▶ **The problem**:
Check the records below for the word "numbers" and state how many lines contain it, replying with the number only.

▶ **Data provided**:
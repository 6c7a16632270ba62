//! Reading the weekly schedule table and rendering lecture issues from it.

pub mod parser;
pub mod render;

pub use parser::parse_schedule;
pub use render::{build_issue_body, build_issue_title, parse_title_key};
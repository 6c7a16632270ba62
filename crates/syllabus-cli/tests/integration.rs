use std::collections::HashSet;
use std::path::PathBuf;

use chrono::NaiveDate;
use syllabus_core::config::SyllabusConfig;
use syllabus_schedule::{build_issue_body, build_issue_title, parse_schedule, parse_title_key};
use syllabus_sync::labels::LabelPolicy;
use syllabus_sync::{Pipeline, RunEvent, RunOptions};
use syllabus_tracker::MemoryTracker;

fn fixture() -> String {
    let path = PathBuf::from(env!("CARGO_MANIFEST_DIR")).join("tests/fixtures/schedule.md");
    std::fs::read_to_string(path).unwrap()
}

fn options(dry_run: bool) -> RunOptions {
    let config = SyllabusConfig::default();
    RunOptions {
        dry_run,
        apply_labels: true,
        labels: LabelPolicy::new(config.lecture_label, config.week_label_color),
    }
}

#[test]
fn test_config_defaults() {
    let config = SyllabusConfig::default();
    assert_eq!(config.repo, "aaneloy/FRE521D-Winter2026-UBC");
    assert_eq!(config.schedule, PathBuf::from("FRE521D_Schedule.md"));
    assert_eq!(config.year, 2026);
    assert_eq!(config.gh_program, "gh");
}

#[test]
fn test_parse_fixture() {
    let lectures = parse_schedule(&fixture(), 2026).unwrap();
    assert_eq!(lectures.len(), 6);

    let numbers: Vec<u32> = lectures.iter().map(|l| l.sequence_number).collect();
    assert_eq!(numbers, vec![1, 2, 3, 4, 5, 6]);
    let weeks: Vec<u32> = lectures.iter().map(|l| l.week).collect();
    assert_eq!(weeks, vec![1, 1, 2, 2, 3, 3]);

    assert_eq!(lectures[0].topic_title, "Introduction");
    assert_eq!(lectures[0].topic_details, "course overview and tooling");
    assert_eq!(lectures[2].topic_title, "Data wrangling");
    assert_eq!(lectures[4].topic_details, "linear models");
    assert_eq!(lectures[5].date, NaiveDate::from_ymd_opt(2026, 1, 21).unwrap());
}

#[test]
fn test_titles_recover_number_and_date() {
    for lecture in parse_schedule(&fixture(), 2026).unwrap() {
        let title = build_issue_title(&lecture);
        assert_eq!(
            parse_title_key(&title),
            Some((lecture.sequence_number, lecture.date))
        );
    }
}

#[test]
fn test_full_pipeline_in_memory() {
    let lectures = parse_schedule(&fixture(), 2026).unwrap();
    let already_filed = build_issue_title(&lectures[3]);
    let tracker = MemoryTracker::new()
        .with_issue_titles([already_filed.clone(), "Set up course site".to_string()])
        .with_labels(["lecture"]);

    let mut events = Vec::new();
    let summary = Pipeline::new(&tracker, options(false))
        .run(&lectures, |e| events.push(e.clone()))
        .unwrap();

    assert_eq!(summary.created, 5);
    assert_eq!(summary.skipped, 1);
    assert_eq!(summary.created + summary.skipped, summary.total);
    assert_eq!(summary.labels_created, 3);

    let created = tracker.created_issues();
    let titles: HashSet<&str> = created.iter().map(|i| i.title.as_str()).collect();
    assert!(!titles.contains(already_filed.as_str()));
    assert_eq!(created[0].body, build_issue_body(&lectures[0]));
    assert!(created[0].body.contains("- Deliverables: None listed\n"));
    assert!(created[1].body.contains("- Deliverables: Survey\n"));
    assert!(created[2].body.contains("- Details: N/A\n"));
    assert!(events.contains(&RunEvent::Skipped {
        title: already_filed
    }));

    // A second run files nothing new.
    let summary = Pipeline::new(&tracker, options(false))
        .run(&lectures, |_| {})
        .unwrap();
    assert_eq!(summary.created, 0);
    assert_eq!(summary.skipped, 6);
    assert_eq!(tracker.created_issues().len(), 5);
}

#[test]
fn test_dry_run_in_memory() {
    let lectures = parse_schedule(&fixture(), 2026).unwrap();
    let tracker = MemoryTracker::new();
    let summary = Pipeline::new(&tracker, options(true))
        .run(&lectures, |_| {})
        .unwrap();

    assert_eq!(summary.created, 6);
    assert!(summary.dry_run);
    assert!(tracker.created_issues().is_empty());
    assert!(tracker.created_labels().is_empty());
    assert_eq!(tracker.title_fetches(), 1);
}

#[cfg(unix)]
mod binary {
    use std::process::Command;

    use super::*;

    /// Config pointing the tracker CLI at `program`.
    fn config_file(dir: &tempfile::TempDir, program: &str) -> PathBuf {
        let config = SyllabusConfig {
            gh_program: program.to_string(),
            ..SyllabusConfig::default()
        };
        let path = dir.path().join("config.toml");
        config.save_to(&path).unwrap();
        path
    }

    fn syllabus() -> Command {
        Command::new(env!("CARGO_BIN_EXE_syllabus"))
    }

    fn fixture_path() -> PathBuf {
        PathBuf::from(env!("CARGO_MANIFEST_DIR")).join("tests/fixtures/schedule.md")
    }

    #[test]
    fn test_missing_schedule_exits_2() {
        let dir = tempfile::tempdir().unwrap();
        let config = config_file(&dir, "true");
        let out = syllabus()
            .arg("--config")
            .arg(&config)
            .arg("--schedule")
            .arg(dir.path().join("missing.md"))
            .output()
            .unwrap();
        assert_eq!(out.status.code(), Some(2));
        assert!(String::from_utf8_lossy(&out.stderr).contains("schedule file not found"));
    }

    #[test]
    fn test_failed_auth_exits_nonzero() {
        let dir = tempfile::tempdir().unwrap();
        let config = config_file(&dir, "false");
        let out = syllabus()
            .arg("--config")
            .arg(&config)
            .arg("--schedule")
            .arg(fixture_path())
            .output()
            .unwrap();
        assert_eq!(out.status.code(), Some(1));
        assert!(String::from_utf8_lossy(&out.stderr).contains("not authenticated"));
    }

    #[test]
    fn test_dry_run_prints_plan() {
        // `true` authenticates and lists nothing.
        let dir = tempfile::tempdir().unwrap();
        let config = config_file(&dir, "true");
        let out = syllabus()
            .arg("--config")
            .arg(&config)
            .arg("--schedule")
            .arg(fixture_path())
            .arg("--dry-run")
            .output()
            .unwrap();
        assert!(out.status.success());

        let stdout = String::from_utf8_lossy(&out.stdout);
        assert!(stdout.contains("label week-03"));
        assert!(stdout.contains("Lecture 01 (2026-01-05 Mon): Introduction | labels=[\"lecture\", \"week-01\"]"));
        assert!(stdout.contains(
            "Would create: 6 | Skipped: 0 | Total lectures: 6 | Labels to create: 4"
        ));
    }

    #[test]
    fn test_preview_titles() {
        let dir = tempfile::tempdir().unwrap();
        let config = config_file(&dir, "false");
        let out = syllabus()
            .arg("--config")
            .arg(&config)
            .arg("preview")
            .arg("--schedule")
            .arg(fixture_path())
            .arg("--titles")
            .output()
            .unwrap();
        assert!(out.status.success());
        let stdout = String::from_utf8_lossy(&out.stdout);
        assert_eq!(stdout.lines().count(), 6);
        assert!(stdout.contains("Lecture 06 (2026-01-21 Wed): Regression"));
    }

    /// Executable shell script standing in for the tracker CLI.
    fn script(dir: &tempfile::TempDir, name: &str, body: &str) -> String {
        use std::os::unix::fs::PermissionsExt;

        let path = dir.path().join(name);
        std::fs::write(&path, format!("#!/bin/sh\n{body}")).unwrap();
        std::fs::set_permissions(&path, std::fs::Permissions::from_mode(0o755)).unwrap();
        path.to_string_lossy().into_owned()
    }

    #[test]
    fn test_created_lines_show_reference() {
        // Knows one existing issue and one label; answers creates with a URL.
        let dir = tempfile::tempdir().unwrap();
        let program = script(
            &dir,
            "gh-stand-in",
            r#"case "$1 $2" in
  "issue list") echo '[{"title":"Lecture 02 (2026-01-07 Wed): Python refresher"}]' ;;
  "label list") echo '[{"name":"lecture"}]' ;;
  "issue create") echo "https://example.invalid/issues/7" ;;
esac
"#,
        );
        let config = config_file(&dir, &program);
        let out = syllabus()
            .arg("--config")
            .arg(&config)
            .arg("--schedule")
            .arg(fixture_path())
            .output()
            .unwrap();
        assert!(out.status.success());

        let stdout = String::from_utf8_lossy(&out.stdout);
        assert!(stdout.contains("[CREATED] Lecture 01 (2026-01-05 Mon): Introduction\n          https://example.invalid/issues/7\n"));
        assert!(stdout.contains("[SKIP] Lecture 02 (2026-01-07 Wed): Python refresher"));
        assert!(stdout.contains("[LABEL] week-01"));
        assert!(stdout.contains(
            "Created: 5 | Skipped: 1 | Total lectures: 6 | Labels created: 3"
        ));
    }

    #[test]
    fn test_config_init_leaves_existing_file() {
        let dir = tempfile::tempdir().unwrap();
        let path = dir.path().join("fresh.toml");
        let init = || {
            let out = syllabus()
                .arg("--config")
                .arg(&path)
                .args(["config", "init"])
                .output()
                .unwrap();
            assert!(out.status.success());
            String::from_utf8_lossy(&out.stdout).into_owned()
        };

        assert!(init().starts_with("Initialized syllabus config at"));
        std::fs::write(&path, "year = 2030\n").unwrap();
        assert!(init().contains("already exists"));
        assert_eq!(std::fs::read_to_string(&path).unwrap(), "year = 2030\n");
    }
}
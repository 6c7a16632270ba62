use std::path::PathBuf;

use clap::Args;
use console::style;
use syllabus_core::config::SyllabusConfig;
use syllabus_sync::labels::LabelPolicy;
use syllabus_sync::{Pipeline, RunEvent, RunOptions, RunSummary};
use syllabus_tracker::{GhCli, IssueTracker};

#[derive(Args)]
pub struct CreateArgs {
    /// Target repository (owner/name)
    #[arg(long)]
    repo: Option<String>,
    /// Path to the schedule markdown
    #[arg(long)]
    schedule: Option<PathBuf>,
    /// Year for the schedule's "Mon DD" dates
    #[arg(long)]
    year: Option<i32>,
    /// Print what would be created without touching the tracker
    #[arg(long)]
    dry_run: bool,
    /// Do not create or apply labels
    #[arg(long)]
    no_labels: bool,
}

pub fn run(args: CreateArgs, config: &SyllabusConfig) -> anyhow::Result<()> {
    let repo = args.repo.unwrap_or_else(|| config.repo.clone());
    let tracker = GhCli::from_config(config, repo);
    tracker.check_auth()?;

    let schedule = args.schedule.unwrap_or_else(|| config.schedule.clone());
    let lectures = super::load_schedule(&schedule, args.year.unwrap_or(config.year))?;
    tracing::debug!(repo = tracker.repo(), lectures = lectures.len(), "starting run");

    let options = RunOptions {
        dry_run: args.dry_run,
        apply_labels: !args.no_labels,
        labels: LabelPolicy::new(config.lecture_label.clone(), &config.week_label_color),
    };
    let summary = Pipeline::new(&tracker, options).run(&lectures, print_event)?;
    print_summary(&summary);
    Ok(())
}

fn print_event(event: &RunEvent) {
    match event {
        RunEvent::LabelCreated { name } => println!("{} {name}", style("[LABEL]").cyan()),
        RunEvent::LabelPlanned { name } => {
            println!("{} label {name}", style("[DRY-RUN]").cyan())
        }
        RunEvent::Skipped { title } => println!("{} {title}", style("[SKIP]").yellow()),
        RunEvent::Renamed { title, existing } => println!(
            "{} {title} looks like a renamed copy of \"{existing}\"",
            style("[WARN]").red()
        ),
        RunEvent::Planned { title, labels } => {
            println!("{} {title} | labels={labels:?}", style("[DRY-RUN]").cyan())
        }
        RunEvent::Created { title, reference } => {
            println!("{} {title}", style("[CREATED]").green());
            if !reference.is_empty() {
                println!("          {reference}");
            }
        }
    }
}

fn print_summary(summary: &RunSummary) {
    let (created, labels) = if summary.dry_run {
        ("Would create", "Labels to create")
    } else {
        ("Created", "Labels created")
    };
    println!(
        "\nDone. {created}: {} | Skipped: {} | Total lectures: {} | {labels}: {}",
        summary.created, summary.skipped, summary.total, summary.labels_created
    );
}
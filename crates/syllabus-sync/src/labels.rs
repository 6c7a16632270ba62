use std::collections::BTreeSet;

use syllabus_core::error::SyllabusError;
use syllabus_core::models::label::LabelSpec;
use syllabus_core::models::lecture::LectureRecord;
use syllabus_tracker::IssueTracker;

/// Which labels lectures get and how new ones look.
#[derive(Debug, Clone)]
pub struct LabelPolicy {
    pub lecture: LabelSpec,
    pub week_color: String,
}

impl LabelPolicy {
    pub fn new(lecture: LabelSpec, week_color: impl Into<String>) -> Self {
        Self {
            lecture,
            week_color: week_color.into(),
        }
    }

    /// The lecture label first, then one label per distinct week, ascending.
    pub fn needed_labels(&self, lectures: &[LectureRecord]) -> Vec<LabelSpec> {
        let weeks: BTreeSet<u32> = lectures.iter().map(|l| l.week).collect();
        std::iter::once(self.lecture.clone())
            .chain(weeks.into_iter().map(|w| LabelSpec::week(w, &self.week_color)))
            .collect()
    }

    /// Labels attached to the issue for one lecture.
    pub fn issue_labels(&self, lecture: &LectureRecord) -> Vec<String> {
        vec![self.lecture.name.clone(), lecture.week_label()]
    }
}

/// Labels from `needed` that the tracker lacks, in their original order.
/// Existing labels are left alone even if their colour or description differ.
pub fn missing_labels<T: IssueTracker + ?Sized>(
    tracker: &T,
    needed: Vec<LabelSpec>,
) -> Result<Vec<LabelSpec>, SyllabusError> {
    let existing = tracker.list_label_names()?;
    Ok(needed
        .into_iter()
        .filter(|label| !existing.contains(&label.name))
        .collect())
}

▶ **Result for this exercise**:
2